Шаловливая ухмылка мелькнула в уголках ее губ, какая бывает у школьницы, получившей от учителя оценку «отлично», хотя ей понятно, что ответ ее тянет на «посредственно».
– Честно говоря, – умерил тон Габриэль, – я не замечал за Оритой снобизм. Наоборот. Она делает все, что ей заблагорассудится, не задумываясь, как это выглядит в глазах окружающих. Насколько мне известно, она просто принимает и сопровождает лорда Ред-клифа по стране. Ведь ее отец изучал юриспруденцию вместе с его отцом в Оксфорде. Но у отца ее нет времени показывать ему, к примеру, Иерусалим. Почему вдруг ты считаешь его противным? Он, по-моему, парень симпатичный, высокий. На улице они выглядят вдвоем весьма импозантно, приковывая внимание прохожих. Все на них оглядываются. Я вообще не думаю, что ему необходим титул «лорд», чтобы вызвать интерес у девушки. Иная и без титула может в него влюбиться по уши.
– Поведение его противно. Я видела это во время его посещения школы «Бецалель». Ты считаешь его красивым, но красота эта отталкивает. Во всяком случае, меня. Я вообще не могу видеть другого мужчину, кроме тебя. Скажи еще раз, что я твоя муза, единственная твоя муза, и нет у тебя другой.

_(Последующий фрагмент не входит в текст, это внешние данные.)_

//! Preprocessing for the cardio risk pipeline.
//!
//! Deduplication and IQR outlier filtering, derived risk features,
//! label-stratified seeded splitting, and train-fitted standardization.

mod clean;
mod config;
mod error;
mod features;
mod pipeline;
mod scale;
mod schema;
mod split;
mod table;

pub use clean::{CleanReport, Cleaner, OutlierBounds, quantile};
pub use config::PreprocessConfig;
pub use error::PrepError;
pub use features::{DERIVED_COLUMNS, FeatureEngineer, age_group};
pub use pipeline::PreprocessResult;
pub use scale::ScalingModel;
pub use schema::{FieldKind, FieldSpec, Schema};
pub use split::{Split, Splitter};
pub use table::Table;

Скрывая всё усиливающееся смущение, Габриэль утвердительно покачал головой. Хотя, честно говоря, не помнил, называл ли её или кого-либо в жизни своей музой. Да и вообще слово это было ему чуждо. Чем-то это слово, часто повторяемое во время «богемных» бесед в клубе «Бецалель», было неприятно, резало уши претенциозностью, несмотря на то, что Габриэль рассеянно прислушивался к этим разговорам, обволакиваемым клубами сигаретного дыма, вообще не раскрывая рта. Никого и никогда не посвящал он в тайны своего голубого блокнота, хранимого в подвале. Даже Орита, которая однажды застала его врасплох над блокнотом, посетив его в полночь, не удостоилась слова «муза» и не сумела вырвать у него хотя бы какое-то признание, связанное с блокнотом. Несмотря на все ее старания, он прикрыл глаза ладонью, взъерошил волосы, как бы в знак большой усталости, сделал некий отмахивающий жест, мол, ничего значительного в этом нет, мелочи какие-то, не стоящие внимания. Затем ловко перевел разговор на волнующую ее тему о жизни бедуинов в Негеве, о которых она собиралась писать исследование.

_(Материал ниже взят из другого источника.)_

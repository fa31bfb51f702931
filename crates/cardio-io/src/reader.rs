//! CSV loading with full input validation.

use std::path::{Path, PathBuf};

use cardio_prep::{Schema, Table};
use tracing::{debug, info, instrument};

use crate::IoError;

/// Header and data records of a CSV file, with row lengths already checked.
pub(crate) struct CsvRecords {
    pub(crate) header: Vec<String>,
    pub(crate) records: Vec<csv::StringRecord>,
}

/// Read a headed CSV file, rejecting ragged rows and files without data.
pub(crate) fn read_records(path: &Path) -> Result<CsvRecords, IoError> {
    let file = std::fs::File::open(path).map_err(|source| IoError::FileNotFound {
        path: path.to_path_buf(),
        source,
    })?;

    // flexible(true) lets our InconsistentRowLength check fire instead of a
    // low-level CsvParse error.
    let mut rdr = csv::ReaderBuilder::new()
        .has_headers(true)
        .flexible(true)
        .trim(csv::Trim::All)
        .from_reader(file);

    let csv_error = |source: csv::Error| IoError::CsvParse {
        path: path.to_path_buf(),
        offset: source.position().map_or(0, |p| p.byte()),
        source,
    };

    let header: Vec<String> = rdr
        .headers()
        .map_err(csv_error)?
        .iter()
        .map(str::to_string)
        .collect();

    let mut records = Vec::new();
    for (row_index, result) in rdr.records().enumerate() {
        let record = result.map_err(csv_error)?;
        if record.len() != header.len() {
            return Err(IoError::InconsistentRowLength {
                path: path.to_path_buf(),
                row_index,
                expected: header.len(),
                got: record.len(),
            });
        }
        records.push(record);
    }

    if records.is_empty() {
        return Err(IoError::EmptyDataset {
            path: path.to_path_buf(),
        });
    }
    debug!(n_columns = header.len(), n_rows = records.len(), "CSV read");
    Ok(CsvRecords { header, records })
}

/// Parse a finite float cell.
pub(crate) fn parse_value(
    path: &Path,
    row_index: usize,
    column: &str,
    raw: &str,
) -> Result<f64, IoError> {
    match raw.parse::<f64>() {
        Ok(v) if v.is_finite() => Ok(v),
        _ => Err(IoError::NonFiniteValue {
            path: path.to_path_buf(),
            row_index,
            column: column.to_string(),
            raw: raw.to_string(),
        }),
    }
}

/// Parse a binary label cell; `1`, `0`, `1.0` and `0.0` are accepted.
pub(crate) fn parse_label(path: &Path, row_index: usize, raw: &str) -> Result<usize, IoError> {
    match raw.parse::<f64>() {
        Ok(v) if v == 0.0 => Ok(0),
        Ok(v) if v == 1.0 => Ok(1),
        _ => Err(IoError::InvalidLabel {
            path: path.to_path_buf(),
            row_index,
            raw: raw.to_string(),
        }),
    }
}

/// Reads a raw patient table against a [`Schema`].
///
/// The header must contain every schema field and the target exactly once
/// and nothing else; column order in the file is free. The resulting
/// [`Table`] has schema column order and row ids equal to data-row
/// positions.
///
/// # Errors
///
/// | Variant | Condition |
/// |---|---|
/// | [`IoError::FileNotFound`] | File doesn't exist or is unreadable |
/// | [`IoError::CsvParse`] | Malformed CSV record |
/// | [`IoError::EmptyDataset`] | Zero data rows after header |
/// | [`IoError::MissingColumn`] | A schema field or the target is absent |
/// | [`IoError::UnexpectedColumn`] | Header has an extra or repeated column |
/// | [`IoError::InconsistentRowLength`] | Row has different column count than header |
/// | [`IoError::NonFiniteValue`] | Feature cell is NaN, Inf, or unparseable |
/// | [`IoError::InvalidLabel`] | Target cell is not 0 or 1 |
pub struct RawTableReader {
    path: PathBuf,
    schema: Schema,
}

impl RawTableReader {
    /// Create a reader for `path` validated against `schema`.
    pub fn new(path: &Path, schema: Schema) -> Self {
        Self {
            path: path.to_path_buf(),
            schema,
        }
    }

    /// Map each schema field, then the target, to its position in `header`.
    fn resolve_header(&self, header: &[String]) -> Result<(Vec<usize>, usize), IoError> {
        let mut seen = vec![false; header.len()];
        let mut claim = |name: &str| -> Result<usize, IoError> {
            let pos = header
                .iter()
                .position(|h| h == name)
                .ok_or_else(|| IoError::MissingColumn {
                    path: self.path.clone(),
                    column: name.to_string(),
                })?;
            seen[pos] = true;
            Ok(pos)
        };

        let feature_positions = self
            .schema
            .fields()
            .iter()
            .map(|f| claim(f.name()))
            .collect::<Result<Vec<_>, _>>()?;
        let target_position = claim(self.schema.target())?;

        if let Some(extra) = seen.iter().position(|&s| !s) {
            return Err(IoError::UnexpectedColumn {
                path: self.path.clone(),
                column: header[extra].clone(),
            });
        }
        Ok((feature_positions, target_position))
    }

    /// Read and validate the file.
    #[instrument(skip(self), fields(path = %self.path.display()))]
    pub fn read(&self) -> Result<Table, IoError> {
        let CsvRecords { header, records } = read_records(&self.path)?;
        let (feature_positions, target_position) = self.resolve_header(&header)?;

        let mut rows = Vec::with_capacity(records.len());
        let mut labels = Vec::with_capacity(records.len());
        for (row_index, record) in records.iter().enumerate() {
            let row = feature_positions
                .iter()
                .map(|&pos| parse_value(&self.path, row_index, &header[pos], &record[pos]))
                .collect::<Result<Vec<f64>, _>>()?;
            rows.push(row);
            labels.push(parse_label(&self.path, row_index, &record[target_position])?);
        }

        let positives = labels.iter().filter(|&&l| l == 1).count();
        info!(
            n_rows = rows.len(),
            n_features = feature_positions.len(),
            positives,
            "raw table loaded"
        );

        Table::new(self.schema.field_names(), rows, labels).map_err(|source| IoError::Table {
            path: self.path.clone(),
            source,
        })
    }
}

#[cfg(test)]
mod tests {
    use std::io::Write;

    use cardio_prep::{FieldKind, FieldSpec};
    use tempfile::NamedTempFile;

    use super::*;

    fn write_csv(content: &str) -> NamedTempFile {
        let mut f = NamedTempFile::new().unwrap();
        f.write_all(content.as_bytes()).unwrap();
        f.flush().unwrap();
        f
    }

    fn small_schema() -> Schema {
        Schema::new(
            vec![
                FieldSpec::new("age", FieldKind::Continuous),
                FieldSpec::new("sex", FieldKind::Categorical),
            ],
            "output",
        )
    }

    fn read(content: &str) -> Result<Table, IoError> {
        let f = write_csv(content);
        RawTableReader::new(f.path(), small_schema()).read()
    }

    #[test]
    fn reads_in_schema_order() {
        let table = read("sex,output,age\n1,0,63\n0,1,41\n").unwrap();
        assert_eq!(table.columns(), &["age".to_string(), "sex".to_string()]);
        assert_eq!(table.rows(), &[vec![63.0, 1.0], vec![41.0, 0.0]]);
        assert_eq!(table.labels(), &[0, 1]);
        assert_eq!(table.row_ids(), &[0, 1]);
    }

    #[test]
    fn heart_header_is_accepted() {
        let header = "age,sex,cp,trtbps,chol,fbs,restecg,thalachh,exng,oldpeak,slp,caa,thall,output";
        let row = "63,1,3,145,233,1,0,150,0,2.3,0,0,1,1";
        let f = write_csv(&format!("{header}\n{row}\n"));
        let table = RawTableReader::new(f.path(), Schema::heart()).read().unwrap();
        assert_eq!(table.n_columns(), 13);
        assert!((table.rows()[0][9] - 2.3).abs() < 1e-12);
    }

    #[test]
    fn whitespace_is_trimmed() {
        let table = read("age, sex, output\n 50 , 1 , 1.0\n").unwrap();
        assert_eq!(table.rows()[0], vec![50.0, 1.0]);
        assert_eq!(table.labels(), &[1]);
    }

    #[test]
    fn error_missing_column() {
        let err = read("age,output\n50,1\n").unwrap_err();
        assert!(matches!(err, IoError::MissingColumn { ref column, .. } if column == "sex"));
    }

    #[test]
    fn error_missing_target() {
        let err = read("age,sex\n50,1\n").unwrap_err();
        assert!(matches!(err, IoError::MissingColumn { ref column, .. } if column == "output"));
    }

    #[test]
    fn error_unexpected_column() {
        let err = read("age,sex,bmi,output\n50,1,22.0,1\n").unwrap_err();
        assert!(matches!(err, IoError::UnexpectedColumn { ref column, .. } if column == "bmi"));
    }

    #[test]
    fn error_repeated_column() {
        let err = read("age,sex,age,output\n50,1,50,1\n").unwrap_err();
        assert!(matches!(err, IoError::UnexpectedColumn { ref column, .. } if column == "age"));
    }

    #[test]
    fn error_non_finite() {
        for raw in ["NaN", "inf", "abc", ""] {
            let err = read(&format!("age,sex,output\n{raw},1,0\n")).unwrap_err();
            assert!(matches!(err, IoError::NonFiniteValue { row_index: 0, .. }), "raw {raw:?}");
        }
    }

    #[test]
    fn error_invalid_label() {
        let err = read("age,sex,output\n50,1,0\n51,0,2\n").unwrap_err();
        assert!(matches!(err, IoError::InvalidLabel { row_index: 1, .. }));
    }

    #[test]
    fn error_inconsistent_row_length() {
        let err = read("age,sex,output\n50,1,0\n51,0\n").unwrap_err();
        assert!(matches!(err, IoError::InconsistentRowLength { row_index: 1, got: 2, .. }));
    }

    #[test]
    fn error_empty_dataset() {
        let err = read("age,sex,output\n").unwrap_err();
        assert!(matches!(err, IoError::EmptyDataset { .. }));
    }

    #[test]
    fn error_file_not_found() {
        let err = RawTableReader::new(Path::new("/nonexistent/heart.csv"), small_schema())
            .read()
            .unwrap_err();
        assert!(matches!(err, IoError::FileNotFound { .. }));
    }
}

Смущение, связанное с блокнотом, обернулось навязчивым страхом, что кто-либо заинтересуется зашифрованными в его записях тайнами его души, самыми глубинными и заветными. И вот же, Белла, столь презираемая Оритой и называемая ею «глупая малая гусыня», явно проникает в эти тайны, этак шутя, словно бы просвечивает их лучами рентгена.
– Я знаю, дорогой мой, – шепчет Белла, – я знаю, что ты обманываешь меня… Я знаю, что все мы для тебя как некий сырой материал… Как написано в молитвеннике на Судный день… Ибо вот мы как глина в руках Творца. По собственному твоему желанию ты удлиняешь или сокращаешь… Пока не найдешь исправление… И я знаю, что ты его найдешь. И при всем при этом мне так хорошо, когда я слышу из твоих уст, что я – твоя единственная муза. Эта ложь, дорогой мой, произнесенная твоими устами, становится правдой. Самой большой правдой в моем мире.